REQUIREMENT
Find every line in the records below that contains "configuration", and copy it.

EXTRACTED RECORDS
----------
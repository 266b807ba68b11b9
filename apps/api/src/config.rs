use std::time::Duration;

use anyhow::{Context, Result};

const DEFAULT_PORT: u16 = 3000;
const DEFAULT_MAX_BODY_BYTES: usize = 25 * 1024 * 1024;

/// Application configuration loaded from environment variables.
///
/// The AI endpoint and token are optional at startup: requests that need them
/// fail with a configuration error instead.
#[derive(Debug, Clone)]
pub struct Config {
    pub ai_endpoint: Option<String>,
    pub auth_token: Option<String>,
    pub ai_timeout: Option<Duration>,
    pub port: u16,
    pub max_body_bytes: usize,
    pub rust_log: String,
}

impl Config {
    pub fn from_env() -> Result<Self> {
        dotenvy::dotenv().ok(); // load .env if present; ignore if missing

        Ok(Config {
            ai_endpoint: optional_env("AI_ENDPOINT"),
            auth_token: optional_env("AUTH_TOKEN"),
            ai_timeout: optional_env("AI_TIMEOUT_SECS")
                .map(|v| v.parse::<u64>().map(Duration::from_secs))
                .transpose()
                .context("AI_TIMEOUT_SECS must be a whole number of seconds")?,
            port: optional_env("PORT")
                .map(|v| v.parse::<u16>())
                .transpose()
                .context("PORT must be a valid port number")?
                .unwrap_or(DEFAULT_PORT),
            max_body_bytes: optional_env("MAX_BODY_BYTES")
                .map(|v| v.parse::<usize>())
                .transpose()
                .context("MAX_BODY_BYTES must be a byte count")?
                .unwrap_or(DEFAULT_MAX_BODY_BYTES),
            rust_log: optional_env("RUST_LOG").unwrap_or_else(|| "info".to_string()),
        })
    }

    /// Both values needed to reach the generation service, if configured.
    pub fn ai_credentials(&self) -> Option<(&str, &str)> {
        match (self.ai_endpoint.as_deref(), self.auth_token.as_deref()) {
            (Some(endpoint), Some(token)) => Some((endpoint, token)),
            _ => None,
        }
    }
}

impl Default for Config {
    fn default() -> Self {
        Config {
            ai_endpoint: None,
            auth_token: None,
            ai_timeout: None,
            port: DEFAULT_PORT,
            max_body_bytes: DEFAULT_MAX_BODY_BYTES,
            rust_log: "info".to_string(),
        }
    }
}

/// Blank values are treated the same as unset ones.
fn optional_env(key: &str) -> Option<String> {
    std::env::var(key)
        .ok()
        .map(|v| v.trim().to_string())
        .filter(|v| !v.is_empty())
}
----------
ANSWER SPACE
/// Application configuration loaded from environment variables.
/// fail with a configuration error instead.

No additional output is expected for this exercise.